Action item ::
Set out exactly every line of the entries below, starting at the line that holds "two sound cards." and stopping after the line that holds "use crate::modem::constellation::Constellation;".

Information given ::
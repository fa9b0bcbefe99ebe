//! Symbol acquisition state machine
//!
//! Each band (carrier, clock, data) is isolated with a band-pass filter and
//! watched by two sliding correlators: a slow one spanning a full symbol
//! transition and a fast one spanning half of it. While the tones are
//! steady both windows see clean sinusoids; during a transition the phase
//! glide smears the correlation and the fast window notices first.
//!
//! The combined metric `min(level(clock), level(data)) / level(carrier)`
//! drives a two-state machine with hysteresis:
//!
//! - UNLOCKED → LOCKED once the slow metric clears `lock_high`, the fast
//!   metric agrees without overshooting it, the clock and data bands carry
//!   real energy, and the carrier has been steady for a whole symbol. After
//!   every loss of lock the slow metric must first fall below `lock_low`.
//! - LOCKED → UNLOCKED when the fast metric drops below `unlock_fraction` of
//!   the best lock seen, or of the metric over the whole locked stretch.
//!
//! While locked, full-history integrators collect each band. Their input
//! runs through a delay line one fast window long, so the stretch they
//! integrate ends before the glide that triggered the unlock.
//!
//! # Phase references
//!
//! Every correlator's oscillator counts from the first sample of the
//! stream, so a recording that starts `D` samples late shifts each band's
//! phase by `2π·f·D/fs`. Two readings cancel that shift:
//!
//! - Data: the tones are equally spaced, so `2·clock − carrier − data` has
//!   zero net frequency. Its phase is the data phase (the clock's 0/π flip
//!   doubles to a whole turn) no matter where the stream started.
//! - Clock: the carrier/clock difference is read relative to a reference.
//!   The first lock of a transmission defines LOW (the first payload symbol
//!   always has clock phase 0) and every readable lock re-anchors the
//!   reference, which follows slow drift between the two sound cards.
//!
//! The clock state is read only at lock-in. Every symbol boundary glides
//! the clock by π, which dips the fast metric and forces an unlock, so each
//! symbol is a fresh lock and no edge can pass inside a locked stretch.

use std::f64::consts::PI;

use ringbuf::traits::*;
use ringbuf::HeapRb;

use crate::domain::{
    wrap_phase, Band, ClockState, LockState, ModemConfig, ModemResult, Sample, Symbol,
};
use crate::dsp::{BandPassFilter, CordicIntegrator, QueueCorrelator};
use crate::modem::constellation::Constellation;

/// Lock-in is refused when the fast metric overshoots the slow one by more than this
const FAST_CEILING: f64 = 1.1;

/// Per-band signal chain
struct BandTracker {
    filter: BandPassFilter,
    slow: QueueCorrelator,
    fast: QueueCorrelator,
    history: CordicIntegrator,
}

impl BandTracker {
    fn new(config: &ModemConfig, band: Band) -> Self {
        let fs = config.sample_rate as f64;
        let freq = config.band_frequency(band);
        let norm = freq / fs;
        Self {
            filter: BandPassFilter::new(fs, freq, config.band_width_hz, config.filter_order),
            slow: QueueCorrelator::new(config.transition_samples(), norm),
            fast: QueueCorrelator::new(config.fast_window(), norm),
            history: CordicIntegrator::new(norm),
        }
    }
}

/// `min(clock, data) / carrier`, zero without carrier
fn combined(carrier: f64, clock: f64, data: f64) -> f64 {
    if carrier > 0.0 {
        clock.min(data) / carrier
    } else {
        0.0
    }
}

/// Counters describing an acquisition run
#[derive(Debug, Clone, Copy, Default, PartialEq, Eq)]
pub struct AcquisitionStats {
    /// UNLOCKED → LOCKED transitions
    pub lock_events: u64,
    /// Symbols emitted
    pub symbols: u64,
    /// Stretches discarded because the clock state was unreadable
    pub dropped: u64,
}

/// Turns a sample stream into constellation symbols
pub struct SymbolAcquisition {
    bands: [BandTracker; 3],
    /// Symbol-long carrier correlator; gates acquisition on a steady carrier
    presence: QueueCorrelator,
    /// Filtered samples on their way to the history integrators
    history_delay: HeapRb<[Sample; 3]>,
    constellation: Constellation,
    lock_high: f64,
    lock_low: f64,
    unlock_fraction: f64,
    squelch_ratio: f64,
    fast_window: u64,

    state: LockState,
    armed: bool,
    max_lock: f64,
    lock_started: u64,
    pending: Option<ClockState>,
    /// Carrier/clock difference that reads as LOW
    clock_reference: Option<f64>,
    sample_index: u64,
    stats: AcquisitionStats,
}

impl SymbolAcquisition {
    pub fn new(config: &ModemConfig) -> ModemResult<Self> {
        config.validate()?;
        let fs = config.sample_rate as f64;
        Ok(Self {
            bands: Band::ALL.map(|band| BandTracker::new(config, band)),
            presence: QueueCorrelator::new(
                config.symbol_samples(),
                config.band_frequency(Band::Carrier) / fs,
            ),
            history_delay: HeapRb::new(config.fast_window()),
            constellation: Constellation::new(config.num_phases),
            lock_high: config.lock_high,
            lock_low: config.lock_low,
            unlock_fraction: config.unlock_fraction,
            squelch_ratio: config.squelch_ratio,
            fast_window: config.fast_window() as u64,
            state: LockState::Unlocked,
            armed: true,
            max_lock: 0.0,
            lock_started: 0,
            pending: None,
            clock_reference: None,
            sample_index: 0,
            stats: AcquisitionStats::default(),
        })
    }

    fn band(&self, band: Band) -> &BandTracker {
        &self.bands[band.index()]
    }

    fn slow_metric(&self) -> f64 {
        let [c, k, d] = &self.bands;
        combined(c.slow.level(), k.slow.level(), d.slow.level())
    }

    fn fast_metric(&self) -> f64 {
        let [c, k, d] = &self.bands;
        combined(c.fast.level(), k.fast.level(), d.fast.level())
    }

    fn history_metric(&self) -> f64 {
        let [c, k, d] = &self.bands;
        combined(c.history.level(), k.history.level(), d.history.level())
    }

    /// Clock and data band energy relative to the carrier band
    fn energy_ratio(&self) -> f64 {
        let [c, k, d] = &self.bands;
        let carrier = c.slow.energy();
        if carrier > 0.0 {
            k.slow.energy().min(d.slow.energy()) / carrier
        } else {
            0.0
        }
    }

    /// Process one sample; returns a symbol when a clock edge completes one
    pub fn add(&mut self, sample: Sample) -> Option<Symbol> {
        let index = self.sample_index;
        self.sample_index += 1;

        let mut filtered = [0.0; 3];
        for (tracker, out) in self.bands.iter_mut().zip(filtered.iter_mut()) {
            *out = tracker.filter.add(sample);
            tracker.slow.add(*out);
            tracker.fast.add(*out);
        }
        self.presence.add(filtered[Band::Carrier.index()]);
        // zeros until the line has filled once
        let delayed = self.history_delay.push_overwrite(filtered).unwrap_or_default();

        // metrics are meaningless until the slow windows hold a full transition
        let mut emitted = None;
        if self.band(Band::Carrier).slow.ready() {
            let slow = self.slow_metric();
            let fast = self.fast_metric();
            emitted = match self.state {
                LockState::Unlocked => self.try_lock(index, slow, fast),
                LockState::Locked => {
                    self.track_lock(index, slow, fast);
                    None
                }
            };
        }

        // unlocked integrators still tick so their phase stays referenced to the stream
        let locked = self.state == LockState::Locked;
        for (tracker, &out) in self.bands.iter_mut().zip(delayed.iter()) {
            if locked {
                tracker.history.add(out);
            } else {
                tracker.history.tick();
            }
        }

        emitted
    }

    fn try_lock(&mut self, index: u64, slow: f64, fast: f64) -> Option<Symbol> {
        // after an unlock the metric has to fall back through lock_low first,
        // otherwise the tail of one symbol would re-lock on its own glide
        if !self.armed {
            if slow < self.lock_low {
                self.armed = true;
            }
            return None;
        }
        if slow <= self.lock_high || fast < slow || fast >= FAST_CEILING * slow {
            return None;
        }
        // squelch: clock and data must carry energy comparable to the carrier
        if self.energy_ratio() < self.squelch_ratio {
            return None;
        }
        // band-limited noise can look tone-like over a transition window, but
        // never holds a steady carrier for a whole symbol
        if self.presence.level() <= self.lock_high {
            return None;
        }

        self.state = LockState::Locked;
        self.max_lock = slow;
        self.lock_started = index;
        self.stats.lock_events += 1;

        let diff = self.band(Band::Carrier).slow.phase() - self.band(Band::Clock).slow.phase();
        let clock = match self.clock_reference {
            Some(reference) => ClockState::from_phase_difference(wrap_phase(diff - reference)),
            None => ClockState::Low,
        };
        log::debug!("Lock at sample {index}: metric {slow:.3}, clock {clock:?}");

        // re-anchor so slow drift never accumulates across symbols
        match clock {
            ClockState::Low => self.clock_reference = Some(wrap_phase(diff)),
            ClockState::High => self.clock_reference = Some(wrap_phase(diff - PI)),
            ClockState::Invalid => {}
        }

        // same clock state: the previous lock was a dropout inside one symbol
        if self.pending == Some(clock) {
            return None;
        }
        let symbol = self.commit();
        self.pending = Some(clock);
        symbol
    }

    fn track_lock(&mut self, index: u64, slow: f64, fast: f64) {
        self.max_lock = self.max_lock.max(slow);
        let mut reference = self.unlock_fraction * self.max_lock;
        // the whole-stretch metric is noisy until it has seen a fast window
        if self.band(Band::Carrier).history.count() >= self.fast_window {
            reference = reference.max(self.unlock_fraction * self.history_metric());
        }
        if fast < reference {
            log::debug!(
                "Unlock at sample {index} after {} samples: fast {fast:.3} < {reference:.3}",
                index - self.lock_started
            );
            self.state = LockState::Unlocked;
            self.armed = false;
        }
    }

    /// Read out the accumulated symbol (if any) and restart the integrators
    fn commit(&mut self) -> Option<Symbol> {
        let samples = self.band(Band::Carrier).history.count();
        let symbol = match self.pending {
            Some(clock) if clock.is_valid() && samples > 0 => {
                let [c, k, d] = &self.bands;
                let phase =
                    wrap_phase(2.0 * k.history.phase() - c.history.phase() - d.history.phase());
                let (value, valid) = self.constellation.demap(phase);
                self.stats.symbols += 1;
                log::debug!(
                    "Symbol {value} ({:.1}°, {samples} samples){}",
                    phase.to_degrees(),
                    if valid { "" } else { " marked invalid" }
                );
                Some(Symbol {
                    value,
                    valid,
                    phase,
                    samples,
                })
            }
            Some(_) if samples > 0 => {
                self.stats.dropped += 1;
                log::debug!("Dropping {samples} samples accumulated without a readable clock");
                None
            }
            _ => None,
        };
        for tracker in self.bands.iter_mut() {
            tracker.history.reset();
        }
        symbol
    }

    /// Flush the symbol still being accumulated at end of stream.
    ///
    /// The next lock starts a new transmission with a fresh clock reference.
    pub fn finish(&mut self) -> Option<Symbol> {
        let symbol = self.commit();
        self.pending = None;
        self.clock_reference = None;
        symbol
    }

    pub fn state(&self) -> LockState {
        self.state
    }

    pub fn stats(&self) -> AcquisitionStats {
        self.stats
    }

    /// Latest band-pass output for a band
    pub fn band_output(&self, band: Band) -> f64 {
        self.band(band).filter.value()
    }
}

Solution below ::
//!   reference, which follows slow drift between the two sound cards.
//!
//! The clock state is read only at lock-in. Every symbol boundary glides
//! the clock by π, which dips the fast metric and forces an unlock, so each
//! symbol is a fresh lock and no edge can pass inside a locked stretch.

use std::f64::consts::PI;

use ringbuf::traits::*;
use ringbuf::HeapRb;

use crate::domain::{
    wrap_phase, Band, ClockState, LockState, ModemConfig, ModemResult, Sample, Symbol,
};
use crate::dsp::{BandPassFilter, CordicIntegrator, QueueCorrelator};
use crate::modem::constellation::Constellation;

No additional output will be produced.